The 1987 Brazilian Grand Prix was a Formula One motor race held on 12 April 1987 at the Jacarepaguá Circuit in Rio de Janeiro. The race, contested over 61 laps, was the sixteenth Brazilian Grand Prix and the eighth to be held at Jacarepaguá, and the first race of the 1987 Formula One season.

The race was won by defending World Champion Alain Prost, driving a McLaren-TAG. Local hero Nelson Piquet was second in a Williams-Honda, while Prost's new teammate Stefan Johansson took third.

==Qualifying==
March Engineering returned to Formula One for the first time since the 1982 Caesars Palace Grand Prix, entering a single car driven by Ivan Capelli.

In almost a repeat of , prior to the race there was talk of a drivers boycott due to the FIA's new Super Licence fees for 1987. Previously the fee for a drivers Super Licence had been US$825. However, from 1987 drivers who scored World Championship points the previous season would be required to pay more (i.e. the more points a driver scored, the more he paid for his licence) with drivers such as World Champion Alain Prost and Williams pair Nigel Mansell and Nelson Piquet were all required to pay around $12,000 (while others such as Lotus rookie Satoru Nakajima only had to pay the basic fee). According to the drivers, it wasn't so about the money, it was the principle that a licence is a licence and that the fee should be the same for everyone. However, by the time the cars were ready for Friday morning's first practice session, everyone (or in some cases the teams) had paid the required licence fee.

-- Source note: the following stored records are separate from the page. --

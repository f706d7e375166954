//! Profiles and their transformation chains
//!
//! A profile bundles the ordered chains applied for one class of source
//! documents: pre-processors (text to text, before parsing), intermediate
//! processors (tree to tree), and post-processors (text to text, after
//! rendering). Chain functions are required to be pure: no observable effect
//! beyond their return value, and ideally idempotent on their own output.

use std::fmt;
use std::sync::Arc;

use tomlate_core::IntermediateRepr;

use crate::error::BoxError;

/// A named text-to-text chain function
#[derive(Clone)]
pub struct TextProcessor {
    name: String,
    run: Arc<dyn Fn(String) -> Result<String, BoxError> + Send + Sync>,
}

impl TextProcessor {
    pub fn new(
        name: impl Into<String>,
        run: impl Fn(String) -> Result<String, BoxError> + Send + Sync + 'static,
    ) -> Self {
        Self { name: name.into(), run: Arc::new(run) }
    }

    /// Wrap a plain function that cannot fail
    pub fn infallible(
        name: impl Into<String>,
        run: impl Fn(String) -> String + Send + Sync + 'static,
    ) -> Self {
        Self::new(name, move |text| Ok(run(text)))
    }

    pub fn name(&self) -> &str {
        &self.name
    }

    pub fn apply(&self, input: String) -> Result<String, BoxError> {
        (self.run)(input)
    }
}

impl fmt::Debug for TextProcessor {
    fn fmt(&self, f: &mut fmt::Formatter<'_>) -> fmt::Result {
        f.debug_struct("TextProcessor").field("name", &self.name).finish_non_exhaustive()
    }
}

/// A named tree-to-tree chain function
#[derive(Clone)]
pub struct IrProcessor {
    name: String,
    run: Arc<dyn Fn(IntermediateRepr) -> Result<IntermediateRepr, BoxError> + Send + Sync>,
}

impl IrProcessor {
    pub fn new(
        name: impl Into<String>,
        run: impl Fn(IntermediateRepr) -> Result<IntermediateRepr, BoxError> + Send + Sync + 'static,
    ) -> Self {
        Self { name: name.into(), run: Arc::new(run) }
    }

    pub fn infallible(
        name: impl Into<String>,
        run: impl Fn(IntermediateRepr) -> IntermediateRepr + Send + Sync + 'static,
    ) -> Self {
        Self::new(name, move |repr| Ok(run(repr)))
    }

    pub fn name(&self) -> &str {
        &self.name
    }

    pub fn apply(&self, input: IntermediateRepr) -> Result<IntermediateRepr, BoxError> {
        (self.run)(input)
    }
}

impl fmt::Debug for IrProcessor {
    fn fmt(&self, f: &mut fmt::Formatter<'_>) -> fmt::Result {
        f.debug_struct("IrProcessor").field("name", &self.name).finish_non_exhaustive()
    }
}

/// A named bundle of transformation chains
#[derive(Debug, Clone, Default)]
pub struct Profile {
    name: String,
    description: String,
    help_text: String,
    active_by_default: bool,
    pre_processors: Vec<TextProcessor>,
    intermediate_processors: Vec<IrProcessor>,
    post_processors: Vec<TextProcessor>,
}

impl Profile {
    pub fn new(name: impl Into<String>) -> Self {
        Self { name: name.into(), ..Self::default() }
    }

    pub fn with_description(mut self, description: impl Into<String>) -> Self {
        self.description = description.into();
        self
    }

    pub fn with_help_text(mut self, help_text: impl Into<String>) -> Self {
        self.help_text = help_text.into();
        self
    }

    pub fn with_active_by_default(mut self, active: bool) -> Self {
        self.active_by_default = active;
        self
    }

    pub fn name(&self) -> &str {
        &self.name
    }

    pub fn description(&self) -> &str {
        &self.description
    }

    pub fn help_text(&self) -> &str {
        &self.help_text
    }

    pub fn active_by_default(&self) -> bool {
        self.active_by_default
    }

    pub fn add_pre(&mut self, processor: TextProcessor) -> &mut Self {
        self.pre_processors.push(processor);
        self
    }

    pub fn add_intermediate(&mut self, processor: IrProcessor) -> &mut Self {
        self.intermediate_processors.push(processor);
        self
    }

    pub fn add_post(&mut self, processor: TextProcessor) -> &mut Self {
        self.post_processors.push(processor);
        self
    }

    pub fn prepend_pre(&mut self, processor: TextProcessor) -> &mut Self {
        self.pre_processors.insert(0, processor);
        self
    }

    pub fn prepend_intermediate(&mut self, processor: IrProcessor) -> &mut Self {
        self.intermediate_processors.insert(0, processor);
        self
    }

    pub fn prepend_post(&mut self, processor: TextProcessor) -> &mut Self {
        self.post_processors.insert(0, processor);
        self
    }

    pub fn pre_processors(&self) -> &[TextProcessor] {
        &self.pre_processors
    }

    pub fn intermediate_processors(&self) -> &[IrProcessor] {
        &self.intermediate_processors
    }

    pub fn post_processors(&self) -> &[TextProcessor] {
        &self.post_processors
    }
}

/// A profile-independent processor registered to run after profile selection.
///
/// Active augmentations mutate a private per-call copy of the selected
/// profile, typically by appending functions to its chains.
#[derive(Clone)]
pub struct Augmentation {
    name: String,
    help_text: String,
    active_by_default: bool,
    run: Arc<dyn Fn(&mut Profile) + Send + Sync>,
}

impl Augmentation {
    pub fn new(
        name: impl Into<String>,
        help_text: impl Into<String>,
        active_by_default: bool,
        run: impl Fn(&mut Profile) + Send + Sync + 'static,
    ) -> Self {
        Self {
            name: name.into(),
            help_text: help_text.into(),
            active_by_default,
            run: Arc::new(run),
        }
    }

    pub fn name(&self) -> &str {
        &self.name
    }

    pub fn help_text(&self) -> &str {
        &self.help_text
    }

    pub fn active_by_default(&self) -> bool {
        self.active_by_default
    }

    /// Resolve the enabled state: an explicit user choice wins, otherwise the
    /// registered default applies
    pub fn is_active(&self, explicit: Option<bool>) -> bool {
        explicit.unwrap_or(self.active_by_default)
    }

    pub fn apply(&self, profile: &mut Profile) {
        (self.run)(profile)
    }
}

impl fmt::Debug for Augmentation {
    fn fmt(&self, f: &mut fmt::Formatter<'_>) -> fmt::Result {
        f.debug_struct("Augmentation")
            .field("name", &self.name)
            .field("active_by_default", &self.active_by_default)
            .finish_non_exhaustive()
    }
}

#[cfg(test)]
mod tests {
    use super::*;

    #[test]
    fn test_processor_names_and_application() {
        let upper = TextProcessor::infallible("upper", |text| text.to_uppercase());
        assert_eq!(upper.name(), "upper");
        assert_eq!(upper.apply("abc".to_string()).unwrap(), "ABC");
    }

    #[test]
    fn test_chains_keep_registration_order() {
        let mut profile = Profile::new("p");
        profile.add_pre(TextProcessor::infallible("one", |t| t));
        profile.add_pre(TextProcessor::infallible("two", |t| t));
        profile.prepend_pre(TextProcessor::infallible("zero", |t| t));
        let names: Vec<_> = profile.pre_processors().iter().map(|p| p.name()).collect();
        assert_eq!(names, vec!["zero", "one", "two"]);
    }

    #[test]
    fn test_prepend_applies_to_every_chain() {
        let mut profile = Profile::new("p");
        profile.add_intermediate(IrProcessor::infallible("late", |r| r));
        profile.prepend_intermediate(IrProcessor::infallible("early", |r| r));
        profile.add_post(TextProcessor::infallible("late", |t| t));
        profile.prepend_post(TextProcessor::infallible("early", |t| t));
        let intermediate: Vec<_> =
            profile.intermediate_processors().iter().map(|p| p.name()).collect();
        let post: Vec<_> = profile.post_processors().iter().map(|p| p.name()).collect();
        assert_eq!(intermediate, vec!["early", "late"]);
        assert_eq!(post, vec!["early", "late"]);
    }

    #[test]
    fn test_augmentation_tri_state_activation() {
        let on = Augmentation::new("on", "", true, |_| {});
        let off = Augmentation::new("off", "", false, |_| {});
        assert!(on.is_active(None));
        assert!(!off.is_active(None));
        assert!(off.is_active(Some(true)));
        assert!(!on.is_active(Some(false)));
    }
}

Qualifying was dominated by the Honda powered Williams, with Mansell ahead of Piquet. Third was Ayrton Senna with his Lotus. The Lotus 99T, now in the Yellow and Blue colours of new sponsors Camel Cigarettes, was using the computer-controlled active suspension for the first time in the hope that its advantages (keeping the car at the optimum ride height) would give them an edge over the rest of the field. The total number of cars entered for the event was 23, but on race day the March team, who went into the race with a modified Formula 3000 car for young F1 Italian driver Ivan Capelli due to their new car not being ready, ran out of Cosworth DFZs, blowing their last in the Sunday morning warm-up and there were only 22 starters.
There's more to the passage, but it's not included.